*WORK REQUIRED:*
Of the lines below, write out exactly those from the line with "filename src/layer/traits.rs" through the line with "async fn group_send(&self, payload: Payload, groups: &[&str])", both included, and skip the rest.

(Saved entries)
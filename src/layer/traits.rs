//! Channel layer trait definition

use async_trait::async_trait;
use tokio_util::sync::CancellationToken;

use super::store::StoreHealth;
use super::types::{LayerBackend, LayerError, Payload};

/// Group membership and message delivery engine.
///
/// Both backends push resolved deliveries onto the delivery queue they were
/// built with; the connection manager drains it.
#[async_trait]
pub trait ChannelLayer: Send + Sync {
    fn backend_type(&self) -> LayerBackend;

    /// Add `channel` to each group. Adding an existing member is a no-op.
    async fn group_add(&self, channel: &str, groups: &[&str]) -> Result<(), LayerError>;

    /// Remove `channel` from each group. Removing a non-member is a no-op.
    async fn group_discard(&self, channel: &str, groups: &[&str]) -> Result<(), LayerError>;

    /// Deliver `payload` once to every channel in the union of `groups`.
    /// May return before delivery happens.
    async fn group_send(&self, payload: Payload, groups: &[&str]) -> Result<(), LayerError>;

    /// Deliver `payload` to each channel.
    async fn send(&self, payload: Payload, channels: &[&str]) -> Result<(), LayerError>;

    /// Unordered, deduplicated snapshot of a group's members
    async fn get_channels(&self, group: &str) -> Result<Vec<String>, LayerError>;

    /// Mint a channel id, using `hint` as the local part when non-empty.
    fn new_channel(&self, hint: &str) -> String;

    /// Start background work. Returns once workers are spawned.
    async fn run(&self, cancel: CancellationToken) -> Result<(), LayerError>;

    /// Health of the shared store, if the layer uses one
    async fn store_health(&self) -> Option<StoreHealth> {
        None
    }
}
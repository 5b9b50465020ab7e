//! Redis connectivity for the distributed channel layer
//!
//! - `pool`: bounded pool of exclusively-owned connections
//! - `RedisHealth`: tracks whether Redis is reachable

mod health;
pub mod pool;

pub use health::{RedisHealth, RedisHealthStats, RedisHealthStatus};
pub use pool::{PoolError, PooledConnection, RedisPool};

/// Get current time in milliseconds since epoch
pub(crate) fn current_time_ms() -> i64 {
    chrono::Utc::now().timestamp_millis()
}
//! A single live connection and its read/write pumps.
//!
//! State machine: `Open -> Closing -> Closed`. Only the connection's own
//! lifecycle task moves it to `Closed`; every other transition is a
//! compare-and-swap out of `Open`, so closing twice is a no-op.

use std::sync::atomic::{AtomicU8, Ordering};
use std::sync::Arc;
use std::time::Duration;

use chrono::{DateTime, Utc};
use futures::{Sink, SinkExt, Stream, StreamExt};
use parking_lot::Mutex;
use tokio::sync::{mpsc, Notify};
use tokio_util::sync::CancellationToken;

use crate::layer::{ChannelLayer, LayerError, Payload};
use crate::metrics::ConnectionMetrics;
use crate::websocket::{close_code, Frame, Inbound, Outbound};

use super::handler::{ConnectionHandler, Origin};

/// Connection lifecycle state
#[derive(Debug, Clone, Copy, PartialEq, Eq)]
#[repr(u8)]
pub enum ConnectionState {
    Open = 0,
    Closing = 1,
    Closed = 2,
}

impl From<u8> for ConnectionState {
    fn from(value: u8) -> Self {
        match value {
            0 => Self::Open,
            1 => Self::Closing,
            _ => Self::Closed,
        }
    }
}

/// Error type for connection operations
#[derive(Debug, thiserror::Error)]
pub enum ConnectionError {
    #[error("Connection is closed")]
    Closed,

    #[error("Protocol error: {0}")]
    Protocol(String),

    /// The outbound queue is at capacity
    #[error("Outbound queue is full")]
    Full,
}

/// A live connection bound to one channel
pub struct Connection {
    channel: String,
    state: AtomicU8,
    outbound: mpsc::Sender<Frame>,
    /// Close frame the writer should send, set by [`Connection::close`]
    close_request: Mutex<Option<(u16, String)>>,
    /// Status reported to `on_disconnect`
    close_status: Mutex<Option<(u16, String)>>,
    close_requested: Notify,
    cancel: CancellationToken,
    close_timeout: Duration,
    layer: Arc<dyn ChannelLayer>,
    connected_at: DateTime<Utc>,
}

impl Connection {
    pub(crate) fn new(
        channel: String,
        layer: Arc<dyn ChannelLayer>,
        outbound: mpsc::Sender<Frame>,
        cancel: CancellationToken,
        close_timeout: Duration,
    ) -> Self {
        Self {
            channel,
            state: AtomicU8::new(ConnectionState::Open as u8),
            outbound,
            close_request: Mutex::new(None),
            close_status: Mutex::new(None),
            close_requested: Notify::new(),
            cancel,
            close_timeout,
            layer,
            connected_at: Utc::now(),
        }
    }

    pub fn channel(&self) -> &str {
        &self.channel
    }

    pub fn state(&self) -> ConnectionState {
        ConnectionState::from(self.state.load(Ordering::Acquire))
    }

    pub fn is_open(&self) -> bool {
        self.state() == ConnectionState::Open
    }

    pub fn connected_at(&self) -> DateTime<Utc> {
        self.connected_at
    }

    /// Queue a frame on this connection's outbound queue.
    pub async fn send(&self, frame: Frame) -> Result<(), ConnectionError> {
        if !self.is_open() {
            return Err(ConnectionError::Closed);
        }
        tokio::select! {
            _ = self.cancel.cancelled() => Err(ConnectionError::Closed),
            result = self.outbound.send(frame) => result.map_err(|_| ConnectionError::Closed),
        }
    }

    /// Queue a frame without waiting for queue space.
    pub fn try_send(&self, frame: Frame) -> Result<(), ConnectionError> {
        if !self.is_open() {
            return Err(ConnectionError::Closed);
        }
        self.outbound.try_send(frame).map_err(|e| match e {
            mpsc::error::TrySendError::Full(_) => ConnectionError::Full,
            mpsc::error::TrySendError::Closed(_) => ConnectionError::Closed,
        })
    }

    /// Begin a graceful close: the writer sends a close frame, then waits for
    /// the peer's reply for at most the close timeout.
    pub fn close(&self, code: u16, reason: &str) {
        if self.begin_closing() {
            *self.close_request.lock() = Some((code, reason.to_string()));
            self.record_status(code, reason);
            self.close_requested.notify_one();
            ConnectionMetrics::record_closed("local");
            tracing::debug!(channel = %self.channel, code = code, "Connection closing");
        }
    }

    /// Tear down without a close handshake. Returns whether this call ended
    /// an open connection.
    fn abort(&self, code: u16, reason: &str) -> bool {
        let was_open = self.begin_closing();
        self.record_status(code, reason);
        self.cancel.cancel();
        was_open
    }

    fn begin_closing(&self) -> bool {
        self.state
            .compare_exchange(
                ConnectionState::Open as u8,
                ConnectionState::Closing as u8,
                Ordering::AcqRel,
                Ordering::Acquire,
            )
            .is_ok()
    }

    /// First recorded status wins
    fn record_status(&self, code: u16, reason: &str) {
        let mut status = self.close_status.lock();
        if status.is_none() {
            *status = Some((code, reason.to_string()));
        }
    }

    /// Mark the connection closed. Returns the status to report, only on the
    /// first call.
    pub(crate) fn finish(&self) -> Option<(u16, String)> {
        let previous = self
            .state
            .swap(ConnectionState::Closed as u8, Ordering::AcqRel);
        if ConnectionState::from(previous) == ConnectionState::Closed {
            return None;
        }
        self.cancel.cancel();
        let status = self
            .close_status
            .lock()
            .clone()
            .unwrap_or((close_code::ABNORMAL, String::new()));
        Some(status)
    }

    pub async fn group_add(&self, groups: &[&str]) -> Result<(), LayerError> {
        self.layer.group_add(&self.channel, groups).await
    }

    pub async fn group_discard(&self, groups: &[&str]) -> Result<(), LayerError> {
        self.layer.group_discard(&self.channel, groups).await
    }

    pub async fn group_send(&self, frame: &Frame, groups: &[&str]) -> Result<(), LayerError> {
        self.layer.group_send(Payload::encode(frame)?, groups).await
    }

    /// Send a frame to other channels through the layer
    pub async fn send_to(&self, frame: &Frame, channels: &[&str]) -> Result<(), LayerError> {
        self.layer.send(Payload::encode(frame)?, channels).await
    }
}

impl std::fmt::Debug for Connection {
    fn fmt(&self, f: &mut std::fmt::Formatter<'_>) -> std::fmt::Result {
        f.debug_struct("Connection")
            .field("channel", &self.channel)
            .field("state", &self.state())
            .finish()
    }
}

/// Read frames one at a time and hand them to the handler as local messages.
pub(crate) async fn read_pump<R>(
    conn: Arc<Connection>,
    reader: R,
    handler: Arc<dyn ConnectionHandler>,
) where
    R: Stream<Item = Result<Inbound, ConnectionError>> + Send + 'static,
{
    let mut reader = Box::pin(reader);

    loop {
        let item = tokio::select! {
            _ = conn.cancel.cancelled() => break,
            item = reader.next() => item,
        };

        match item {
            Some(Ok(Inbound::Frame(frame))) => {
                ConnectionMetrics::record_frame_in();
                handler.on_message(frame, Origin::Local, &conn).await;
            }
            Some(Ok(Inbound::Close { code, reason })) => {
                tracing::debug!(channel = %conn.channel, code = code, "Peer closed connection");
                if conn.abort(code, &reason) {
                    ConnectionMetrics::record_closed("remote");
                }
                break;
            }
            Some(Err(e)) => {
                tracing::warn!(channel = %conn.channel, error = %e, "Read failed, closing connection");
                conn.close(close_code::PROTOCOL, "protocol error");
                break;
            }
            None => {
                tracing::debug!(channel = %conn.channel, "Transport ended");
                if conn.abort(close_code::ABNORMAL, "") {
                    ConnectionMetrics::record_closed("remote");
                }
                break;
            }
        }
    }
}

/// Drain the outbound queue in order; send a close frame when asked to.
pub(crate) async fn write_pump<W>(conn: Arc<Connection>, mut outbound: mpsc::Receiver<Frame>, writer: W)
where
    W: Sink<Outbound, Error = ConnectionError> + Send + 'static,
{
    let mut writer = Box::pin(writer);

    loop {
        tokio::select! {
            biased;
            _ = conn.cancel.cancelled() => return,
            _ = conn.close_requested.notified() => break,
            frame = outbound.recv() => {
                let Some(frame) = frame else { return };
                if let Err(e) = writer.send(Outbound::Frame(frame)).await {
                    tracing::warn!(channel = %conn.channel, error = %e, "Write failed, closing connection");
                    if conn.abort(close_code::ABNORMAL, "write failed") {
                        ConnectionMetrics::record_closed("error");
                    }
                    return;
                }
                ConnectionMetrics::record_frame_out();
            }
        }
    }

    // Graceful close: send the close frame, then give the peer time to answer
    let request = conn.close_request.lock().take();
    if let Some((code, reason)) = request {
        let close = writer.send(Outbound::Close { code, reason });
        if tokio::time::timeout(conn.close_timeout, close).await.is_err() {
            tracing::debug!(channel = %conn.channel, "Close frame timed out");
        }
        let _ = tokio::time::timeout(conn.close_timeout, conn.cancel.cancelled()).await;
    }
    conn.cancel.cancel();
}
--
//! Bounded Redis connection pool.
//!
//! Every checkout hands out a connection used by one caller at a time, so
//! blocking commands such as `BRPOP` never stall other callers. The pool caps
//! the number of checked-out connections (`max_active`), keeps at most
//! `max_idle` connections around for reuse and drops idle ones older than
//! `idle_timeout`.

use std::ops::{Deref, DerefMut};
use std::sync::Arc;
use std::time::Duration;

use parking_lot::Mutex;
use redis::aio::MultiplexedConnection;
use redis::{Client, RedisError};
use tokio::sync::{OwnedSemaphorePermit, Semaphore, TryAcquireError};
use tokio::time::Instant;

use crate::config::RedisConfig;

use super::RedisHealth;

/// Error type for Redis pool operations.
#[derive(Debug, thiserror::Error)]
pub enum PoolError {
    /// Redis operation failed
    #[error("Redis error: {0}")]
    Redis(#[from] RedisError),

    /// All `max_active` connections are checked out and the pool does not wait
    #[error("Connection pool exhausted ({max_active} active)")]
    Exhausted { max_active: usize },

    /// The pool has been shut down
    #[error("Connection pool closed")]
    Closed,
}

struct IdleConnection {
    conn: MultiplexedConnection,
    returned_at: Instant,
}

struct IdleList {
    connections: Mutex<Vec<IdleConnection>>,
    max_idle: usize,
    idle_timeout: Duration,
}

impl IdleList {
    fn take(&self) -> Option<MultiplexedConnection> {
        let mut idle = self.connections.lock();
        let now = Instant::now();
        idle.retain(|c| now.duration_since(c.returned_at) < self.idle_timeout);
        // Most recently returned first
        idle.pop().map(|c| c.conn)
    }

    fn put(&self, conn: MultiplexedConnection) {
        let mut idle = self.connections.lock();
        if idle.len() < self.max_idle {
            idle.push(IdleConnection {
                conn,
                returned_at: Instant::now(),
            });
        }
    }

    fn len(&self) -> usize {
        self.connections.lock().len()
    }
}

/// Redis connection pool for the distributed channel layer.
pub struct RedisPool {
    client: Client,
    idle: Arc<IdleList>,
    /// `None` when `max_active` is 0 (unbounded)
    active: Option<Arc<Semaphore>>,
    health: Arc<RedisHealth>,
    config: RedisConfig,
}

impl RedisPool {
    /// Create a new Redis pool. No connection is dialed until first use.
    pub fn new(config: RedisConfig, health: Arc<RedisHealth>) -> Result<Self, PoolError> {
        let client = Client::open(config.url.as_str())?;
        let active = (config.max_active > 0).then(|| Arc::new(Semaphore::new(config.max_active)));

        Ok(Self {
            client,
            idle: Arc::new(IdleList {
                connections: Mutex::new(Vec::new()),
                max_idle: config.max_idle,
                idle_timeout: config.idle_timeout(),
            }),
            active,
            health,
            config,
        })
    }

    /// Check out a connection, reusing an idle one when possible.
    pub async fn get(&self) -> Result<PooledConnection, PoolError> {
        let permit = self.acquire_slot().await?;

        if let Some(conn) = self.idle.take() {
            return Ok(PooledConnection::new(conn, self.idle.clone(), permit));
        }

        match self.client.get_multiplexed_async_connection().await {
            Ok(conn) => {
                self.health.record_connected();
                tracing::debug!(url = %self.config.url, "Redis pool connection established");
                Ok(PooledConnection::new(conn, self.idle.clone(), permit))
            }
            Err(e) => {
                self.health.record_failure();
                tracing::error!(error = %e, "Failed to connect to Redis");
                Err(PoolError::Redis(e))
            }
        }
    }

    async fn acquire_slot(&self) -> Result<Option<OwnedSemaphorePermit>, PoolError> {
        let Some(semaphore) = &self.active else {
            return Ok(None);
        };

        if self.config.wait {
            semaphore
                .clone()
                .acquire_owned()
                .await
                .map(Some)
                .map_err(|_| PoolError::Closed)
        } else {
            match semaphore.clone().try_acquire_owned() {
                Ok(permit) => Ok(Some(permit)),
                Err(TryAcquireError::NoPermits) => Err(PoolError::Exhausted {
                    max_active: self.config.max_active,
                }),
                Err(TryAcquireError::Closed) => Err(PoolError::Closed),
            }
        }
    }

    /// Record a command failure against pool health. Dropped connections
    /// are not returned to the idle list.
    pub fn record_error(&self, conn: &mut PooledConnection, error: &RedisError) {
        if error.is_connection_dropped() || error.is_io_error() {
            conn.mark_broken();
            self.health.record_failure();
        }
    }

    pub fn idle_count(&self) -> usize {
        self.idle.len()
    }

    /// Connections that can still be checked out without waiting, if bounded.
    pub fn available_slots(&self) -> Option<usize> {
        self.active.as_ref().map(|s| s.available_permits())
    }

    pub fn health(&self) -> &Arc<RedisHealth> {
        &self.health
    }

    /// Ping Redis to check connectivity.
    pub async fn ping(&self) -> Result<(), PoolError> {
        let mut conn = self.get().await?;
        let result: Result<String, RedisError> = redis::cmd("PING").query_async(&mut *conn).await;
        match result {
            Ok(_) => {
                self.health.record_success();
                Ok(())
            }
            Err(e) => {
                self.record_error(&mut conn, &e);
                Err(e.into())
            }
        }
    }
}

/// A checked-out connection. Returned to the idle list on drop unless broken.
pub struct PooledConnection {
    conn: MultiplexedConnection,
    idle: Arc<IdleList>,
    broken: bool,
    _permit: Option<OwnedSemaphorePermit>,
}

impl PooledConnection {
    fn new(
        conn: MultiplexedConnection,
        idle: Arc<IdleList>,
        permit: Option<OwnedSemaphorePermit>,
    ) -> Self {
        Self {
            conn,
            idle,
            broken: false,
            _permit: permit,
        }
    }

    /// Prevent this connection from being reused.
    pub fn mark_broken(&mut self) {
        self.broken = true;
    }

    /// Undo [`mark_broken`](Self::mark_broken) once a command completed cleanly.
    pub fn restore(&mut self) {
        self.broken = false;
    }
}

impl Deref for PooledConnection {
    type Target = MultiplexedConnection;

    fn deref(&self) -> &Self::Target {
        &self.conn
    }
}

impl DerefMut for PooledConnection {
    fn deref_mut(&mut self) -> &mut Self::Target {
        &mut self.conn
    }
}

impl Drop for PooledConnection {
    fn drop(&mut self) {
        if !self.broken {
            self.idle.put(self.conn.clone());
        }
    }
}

*RESPONSE TO THE TASK:*
filename src/layer/traits.rs
//! Channel layer trait definition

use async_trait::async_trait;
use tokio_util::sync::CancellationToken;

use super::store::StoreHealth;
use super::types::{LayerBackend, LayerError, Payload};

/// Group membership and message delivery engine.
///
/// Both backends push resolved deliveries onto the delivery queue they were
/// built with; the connection manager drains it.
#[async_trait]
pub trait ChannelLayer: Send + Sync {
    fn backend_type(&self) -> LayerBackend;

    /// Add `channel` to each group. Adding an existing member is a no-op.
    async fn group_add(&self, channel: &str, groups: &[&str]) -> Result<(), LayerError>;

    /// Remove `channel` from each group. Removing a non-member is a no-op.
    async fn group_discard(&self, channel: &str, groups: &[&str]) -> Result<(), LayerError>;

    /// Deliver `payload` once to every channel in the union of `groups`.
    /// May return before delivery happens.
    async fn group_send(&self, payload: Payload, groups: &[&str]) -> Result<(), LayerError>;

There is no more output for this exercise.